These are the tangible structures you'll use to bill your customers. The right model can significantly impact your product's appeal and your revenue stream. So, let's unpack the most common SaaS pricing models and weigh their advantages and drawbacks:

1. Usage-based pricing

This model charges customers based on how much they use your service. Billing is based on individual billable events. These are then detailed in the user’s invoice. 

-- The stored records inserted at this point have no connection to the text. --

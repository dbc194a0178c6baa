//! In-process cluster model.
//!
//! Behaves like a single namespace of an API server: assigns resource
//! versions and uids, rejects creates that replay a resource version, and
//! enforces name uniqueness. Every call is recorded so tests can assert on
//! the exact sequence of Gateway traffic an engine produced.

use async_trait::async_trait;
use k8s_openapi::api::core::v1::{Endpoints, Service};
use k8s_openapi::apimachinery::pkg::apis::meta::v1::ObjectMeta;
use pkg_constants::cluster::SERVICE_TYPE_CLUSTER_IP;
use std::collections::{BTreeMap, HashMap};
use std::sync::atomic::{AtomicU64, Ordering};
use tokio::sync::Mutex;
use uuid::Uuid;

use crate::ClusterGateway;
use crate::error::{GatewayError, ResourceKind};

/// Gateway operations, used for call recording and fault injection.
#[derive(Debug, Clone, Copy, PartialEq, Eq, Hash)]
pub enum Operation {
    GetService,
    DeleteService,
    CreateService,
    ListServices,
    CreateEndpoints,
    DeleteEndpoints,
}

impl Operation {
    /// Whether the operation changes cluster state.
    pub fn is_mutation(&self) -> bool {
        !matches!(self, Operation::GetService | Operation::ListServices)
    }
}

/// A recorded Gateway call. `target` is the resource name, or the label
/// selector for list calls.
#[derive(Debug, Clone, PartialEq, Eq)]
pub struct GatewayCall {
    pub op: Operation,
    pub target: String,
}

#[derive(Default)]
struct ClusterState {
    services: BTreeMap<String, Service>,
    endpoints: BTreeMap<String, Endpoints>,
    calls: Vec<GatewayCall>,
    faults: HashMap<Operation, Vec<GatewayError>>,
    unreachable: bool,
}

pub struct InMemoryGateway {
    namespace: String,
    state: Mutex<ClusterState>,
    resource_version: AtomicU64,
}

impl InMemoryGateway {
    pub fn new(namespace: &str) -> Self {
        Self {
            namespace: namespace.to_string(),
            state: Mutex::new(ClusterState::default()),
            resource_version: AtomicU64::new(1),
        }
    }

    /// Seed a Service without recording a call.
    pub async fn insert_service(&self, mut service: Service) {
        self.stamp(&mut service.metadata);
        let name = service.metadata.name.clone().unwrap_or_default();
        self.state.lock().await.services.insert(name, service);
    }

    /// Seed an Endpoints object without recording a call.
    pub async fn insert_endpoints(&self, mut endpoints: Endpoints) {
        self.stamp(&mut endpoints.metadata);
        let name = endpoints.metadata.name.clone().unwrap_or_default();
        self.state.lock().await.endpoints.insert(name, endpoints);
    }

    pub async fn service(&self, name: &str) -> Option<Service> {
        self.state.lock().await.services.get(name).cloned()
    }

    pub async fn endpoints(&self, name: &str) -> Option<Endpoints> {
        self.state.lock().await.endpoints.get(name).cloned()
    }

    pub async fn calls(&self) -> Vec<GatewayCall> {
        self.state.lock().await.calls.clone()
    }

    pub async fn mutation_count(&self) -> usize {
        self.state
            .lock()
            .await
            .calls
            .iter()
            .filter(|c| c.op.is_mutation())
            .count()
    }

    pub async fn clear_calls(&self) {
        self.state.lock().await.calls.clear();
    }

    /// Make the next call of `op` fail with `err`. Faults queue up per operation.
    pub async fn fail_next(&self, op: Operation, err: GatewayError) {
        self.state
            .lock()
            .await
            .faults
            .entry(op)
            .or_default()
            .push(err);
    }

    /// While unreachable, every call fails with a connection error.
    pub async fn set_unreachable(&self, unreachable: bool) {
        self.state.lock().await.unreachable = unreachable;
    }

    fn stamp(&self, meta: &mut ObjectMeta) {
        let version = self.resource_version.fetch_add(1, Ordering::Relaxed);
        meta.resource_version = Some(version.to_string());
        meta.uid = Some(Uuid::new_v4().to_string());
        meta.namespace = Some(self.namespace.clone());
    }

    fn not_found(&self, kind: ResourceKind, name: &str) -> GatewayError {
        GatewayError::NotFound {
            kind,
            namespace: self.namespace.clone(),
            name: name.to_string(),
        }
    }

    fn conflict(&self, kind: ResourceKind, name: &str) -> GatewayError {
        GatewayError::Conflict {
            kind,
            namespace: self.namespace.clone(),
            name: name.to_string(),
        }
    }

    /// Record the call and surface any injected failure.
    fn enter(
        &self,
        state: &mut ClusterState,
        op: Operation,
        target: &str,
    ) -> Result<(), GatewayError> {
        state.calls.push(GatewayCall {
            op,
            target: target.to_string(),
        });
        if state.unreachable {
            return Err(GatewayError::Connection(
                "connection refused (in-memory cluster marked unreachable)".to_string(),
            ));
        }
        if let Some(queue) = state.faults.get_mut(&op) {
            if !queue.is_empty() {
                return Err(queue.remove(0));
            }
        }
        Ok(())
    }

    /// Admission checks the API server applies to every created object.
    fn admit(&self, meta: &ObjectMeta) -> Result<String, GatewayError> {
        let name = match meta.name.as_deref() {
            Some(n) if !n.is_empty() => n.to_string(),
            _ => {
                return Err(GatewayError::Api {
                    code: 422,
                    message: "metadata.name: Required value".to_string(),
                });
            }
        };
        if meta.resource_version.as_deref().is_some_and(|v| !v.is_empty()) {
            return Err(GatewayError::Api {
                code: 500,
                message: "resourceVersion should not be set on objects to be created".to_string(),
            });
        }
        if let Some(ns) = meta.namespace.as_deref() {
            if ns != self.namespace {
                return Err(GatewayError::Api {
                    code: 400,
                    message: format!(
                        "the namespace of the provided object ({}) does not match the namespace sent on the request ({})",
                        ns, self.namespace
                    ),
                });
            }
        }
        Ok(name)
    }
}

/// Evaluate an equality-based label selector (`k=v`, `k==v`, `k!=v`, `k`).
pub fn selector_matches(labels: Option<&BTreeMap<String, String>>, selector: &str) -> bool {
    let empty = BTreeMap::new();
    let labels = labels.unwrap_or(&empty);
    selector
        .split(',')
        .map(str::trim)
        .filter(|term| !term.is_empty())
        .all(|term| {
            if let Some((k, v)) = term.split_once("!=") {
                labels.get(k.trim()).map(String::as_str) != Some(v.trim())
            } else if let Some((k, v)) = term.split_once("==").or_else(|| term.split_once('=')) {
                labels.get(k.trim()).map(String::as_str) == Some(v.trim())
            } else {
                labels.contains_key(term)
            }
        })
}

fn has_node_ports_on_cluster_ip(service: &Service) -> bool {
    let Some(spec) = service.spec.as_ref() else {
        return false;
    };
    let cluster_ip = spec.type_.as_deref().is_none_or(|t| t == SERVICE_TYPE_CLUSTER_IP);
    cluster_ip
        && spec
            .ports
            .iter()
            .flatten()
            .any(|p| p.node_port.is_some())
}

#[async_trait]
impl ClusterGateway for InMemoryGateway {
    fn namespace(&self) -> &str {
        &self.namespace
    }

    async fn get_service(&self, name: &str) -> Result<Service, GatewayError> {
        let mut state = self.state.lock().await;
        self.enter(&mut state, Operation::GetService, name)?;
        state
            .services
            .get(name)
            .cloned()
            .ok_or_else(|| self.not_found(ResourceKind::Service, name))
    }

    async fn delete_service(&self, name: &str) -> Result<(), GatewayError> {
        let mut state = self.state.lock().await;
        self.enter(&mut state, Operation::DeleteService, name)?;
        state
            .services
            .remove(name)
            .map(|_| ())
            .ok_or_else(|| self.not_found(ResourceKind::Service, name))
    }

    async fn create_service(&self, service: &Service) -> Result<Service, GatewayError> {
        let mut state = self.state.lock().await;
        let target = service.metadata.name.clone().unwrap_or_default();
        self.enter(&mut state, Operation::CreateService, &target)?;
        let name = self.admit(&service.metadata)?;
        if has_node_ports_on_cluster_ip(service) {
            return Err(GatewayError::Api {
                code: 422,
                message: "spec.ports.nodePort: Forbidden: may not be used when `type` is 'ClusterIP'"
                    .to_string(),
            });
        }
        if state.services.contains_key(&name) {
            return Err(self.conflict(ResourceKind::Service, &name));
        }
        let mut created = service.clone();
        self.stamp(&mut created.metadata);
        state.services.insert(name, created.clone());
        Ok(created)
    }

    async fn list_services(&self, label_selector: &str) -> Result<Vec<Service>, GatewayError> {
        let mut state = self.state.lock().await;
        self.enter(&mut state, Operation::ListServices, label_selector)?;
        Ok(state
            .services
            .values()
            .filter(|s| selector_matches(s.metadata.labels.as_ref(), label_selector))
            .cloned()
            .collect())
    }

    async fn create_endpoints(&self, endpoints: &Endpoints) -> Result<Endpoints, GatewayError> {
        let mut state = self.state.lock().await;
        let target = endpoints.metadata.name.clone().unwrap_or_default();
        self.enter(&mut state, Operation::CreateEndpoints, &target)?;
        let name = self.admit(&endpoints.metadata)?;
        if state.endpoints.contains_key(&name) {
            return Err(self.conflict(ResourceKind::Endpoints, &name));
        }
        let mut created = endpoints.clone();
        self.stamp(&mut created.metadata);
        state.endpoints.insert(name, created.clone());
        Ok(created)
    }

    async fn delete_endpoints(&self, name: &str) -> Result<(), GatewayError> {
        let mut state = self.state.lock().await;
        self.enter(&mut state, Operation::DeleteEndpoints, name)?;
        state
            .endpoints
            .remove(name)
            .map(|_| ())
            .ok_or_else(|| self.not_found(ResourceKind::Endpoints, name))
    }
}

This approach is especially useful for businesses that are scaling up. Since it’s such an adaptable pricing model, moving upmarket and selling to large enterprises in the B2B space becomes easier. 

Pros:

  • Scalable and flexible: As your business expands and your needs evolve, this model grows with you, supporting your scale-up journey.
  • Cost-efficiency: Aligning costs directly with usage ensures that customers only pay for what they need, making it an efficient model for both high-growth companies and established enterprises.
  • Predictable value correlation: Since the costs are tied to usage, there's a clear link between what the customer pays and the value they receive, promoting transparency in billing.

Cons:

  • Potential for unpredictable costs: Usage can fluctuate. This could lead to unpredictable monthly bills.
  • Easy churn: If usage doesn't translate to clear value, customers may abandon the service due to high costs.
  • Requires usage tracking: Implementing and maintaining accurate usage tracking can be complex.

2. Per-user pricing

This model charges a fixed fee per user, regardless of how much each individual uses the product. It's simple, predictable, and scales well with team growth. It is often favored by businesses that want an uncomplicated way to budget their software costs.

Pros:

  • Easy to calculate: The pricing is transparent and easy for customers to understand.
  • Scalable: The price increases linearly with the number of users.
  • Predictable revenue: It makes it easier for businesses to forecast their expenses.

Cons:

  • Users may share logins: This can lead to lost revenue as multiple people use a single account.
  • Growth limitations: Businesses may hesitate to add more users if it means a significant price increase.
  • Doesn't reflect individual usage: Heavy users and light users cost the same, which may seem unfair to some.

3. Tiered pricing

With this pricing model, you’re offering multiple packages at different price points. Each has a different set of features or usage limits.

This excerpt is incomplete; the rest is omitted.